- _How to complete this task_:
Which lines of the entries below hold the word "connection"? Report each of them.

- _Exercise data_:

++++

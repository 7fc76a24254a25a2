//! Node connection configuration.

use crate::error::{LavalinkError, Result};
use std::env;

/// Default Lavalink hostname.
pub const DEFAULT_HOSTNAME: &str = "localhost";

/// Default Lavalink websocket port.
pub const DEFAULT_PORT: u16 = 2333;

/// Default Lavalink password, as shipped in the server's sample config.
pub const DEFAULT_PASSWORD: &str = "youshallnotpass";

/// Value sent in the `Client-Name` handshake header.
pub const DEFAULT_CLIENT_NAME: &str = concat!("lavalink-session/", env!("CARGO_PKG_VERSION"));

/// Settings used to open a node connection
#[derive(Debug, Clone, PartialEq, Eq)]
pub struct NodeConfig {
    pub hostname: String,
    pub port: u16,
    pub password: String,
    /// Use `wss://` instead of `ws://`
    pub secure: bool,
    /// Id of the bot user the players belong to
    pub user_id: u64,
    pub shard_count: u32,
    pub client_name: String,
}

impl NodeConfig {
    /// Create a configuration for the given node and bot user
    pub fn new(hostname: impl Into<String>, port: u16, user_id: u64) -> Self {
        Self {
            hostname: hostname.into(),
            port,
            password: DEFAULT_PASSWORD.to_string(),
            secure: false,
            user_id,
            shard_count: 1,
            client_name: DEFAULT_CLIENT_NAME.to_string(),
        }
    }

    /// Load configuration from `LAVALINK_*` environment variables
    ///
    /// `LAVALINK_USER_ID` is required; every other variable falls back to its default.
    pub fn from_env() -> Result<Self> {
        let user_id = env::var("LAVALINK_USER_ID")
            .map_err(|_| LavalinkError::Config("LAVALINK_USER_ID is not set".to_string()))?
            .parse()
            .map_err(|e| LavalinkError::Config(format!("LAVALINK_USER_ID: {}", e)))?;

        let hostname = env::var("LAVALINK_HOST").unwrap_or_else(|_| DEFAULT_HOSTNAME.to_string());

        let port = env::var("LAVALINK_PORT")
            .ok()
            .and_then(|v| v.parse().ok())
            .unwrap_or(DEFAULT_PORT);

        let mut config = Self::new(hostname, port, user_id);

        if let Ok(password) = env::var("LAVALINK_PASSWORD") {
            config.password = password;
        }
        if let Some(secure) = env::var("LAVALINK_SECURE").ok().and_then(|v| v.parse().ok()) {
            config.secure = secure;
        }
        if let Some(shards) = env::var("LAVALINK_SHARD_COUNT").ok().and_then(|v| v.parse().ok()) {
            config.shard_count = shards;
        }

        Ok(config)
    }

    pub fn with_password(mut self, password: impl Into<String>) -> Self {
        self.password = password.into();
        self
    }

    pub fn with_secure(mut self, secure: bool) -> Self {
        self.secure = secure;
        self
    }

    pub fn with_shard_count(mut self, shard_count: u32) -> Self {
        self.shard_count = shard_count;
        self
    }

    pub fn with_client_name(mut self, client_name: impl Into<String>) -> Self {
        self.client_name = client_name.into();
        self
    }

    /// WebSocket URL of the node
    pub fn websocket_url(&self) -> String {
        let scheme = if self.secure { "wss" } else { "ws" };
        format!("{}://{}:{}", scheme, self.hostname, self.port)
    }
}

#[cfg(test)]
mod tests {
    use super::*;
    use std::sync::Mutex;

    const VARS: [&str; 6] = [
        "LAVALINK_HOST",
        "LAVALINK_PORT",
        "LAVALINK_PASSWORD",
        "LAVALINK_SECURE",
        "LAVALINK_USER_ID",
        "LAVALINK_SHARD_COUNT",
    ];

    // The process environment is shared between test threads.
    static ENV_LOCK: Mutex<()> = Mutex::new(());

    /// Run `f` with exactly the given `LAVALINK_*` variables set
    fn with_env<R>(vars: &[(&str, &str)], f: impl FnOnce() -> R) -> R {
        let _guard = ENV_LOCK.lock().unwrap_or_else(|e| e.into_inner());
        for name in VARS {
            env::remove_var(name);
        }
        for (name, value) in vars {
            env::set_var(name, value);
        }
        let result = f();
        for name in VARS {
            env::remove_var(name);
        }
        result
    }

    #[test]
    fn from_env_requires_user_id() {
        let err = with_env(&[("LAVALINK_HOST", "lava.local")], NodeConfig::from_env).unwrap_err();
        assert!(matches!(err, LavalinkError::Config(_)));

        let err = with_env(&[("LAVALINK_USER_ID", "not-a-number")], NodeConfig::from_env).unwrap_err();
        assert!(matches!(err, LavalinkError::Config(_)));
    }

    #[test]
    fn from_env_applies_defaults() {
        let config = with_env(&[("LAVALINK_USER_ID", "1234")], NodeConfig::from_env).unwrap();
        assert_eq!(config, NodeConfig::new(DEFAULT_HOSTNAME, DEFAULT_PORT, 1234));
        assert_eq!(config.password, DEFAULT_PASSWORD);
        assert_eq!(config.websocket_url(), "ws://localhost:2333");
    }

    #[test]
    fn from_env_reads_overrides() {
        let config = with_env(
            &[
                ("LAVALINK_USER_ID", "99"),
                ("LAVALINK_HOST", "lava.local"),
                ("LAVALINK_PORT", "443"),
                ("LAVALINK_PASSWORD", "hunter2"),
                ("LAVALINK_SECURE", "true"),
                ("LAVALINK_SHARD_COUNT", "4"),
            ],
            NodeConfig::from_env,
        )
        .unwrap();

        assert_eq!(config.user_id, 99);
        assert_eq!(config.password, "hunter2");
        assert_eq!(config.shard_count, 4);
        assert_eq!(config.websocket_url(), "wss://lava.local:443");
    }

    #[test]
    fn builds_plain_and_secure_urls() {
        let config = NodeConfig::new("lava.local", 2333, 1);
        assert_eq!(config.websocket_url(), "ws://lava.local:2333");
        assert_eq!(config.with_secure(true).websocket_url(), "wss://lava.local:2333");
    }

    #[test]
    fn defaults_match_stock_server() {
        let config = NodeConfig::new(DEFAULT_HOSTNAME, DEFAULT_PORT, 7);
        assert_eq!(config.password, "youshallnotpass");
        assert_eq!(config.shard_count, 1);
        assert!(!config.secure);
        assert!(config.client_name.starts_with("lavalink-session/"));
    }
}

++++

- _Completed task_:
//! Node connection configuration.
/// Settings used to open a node connection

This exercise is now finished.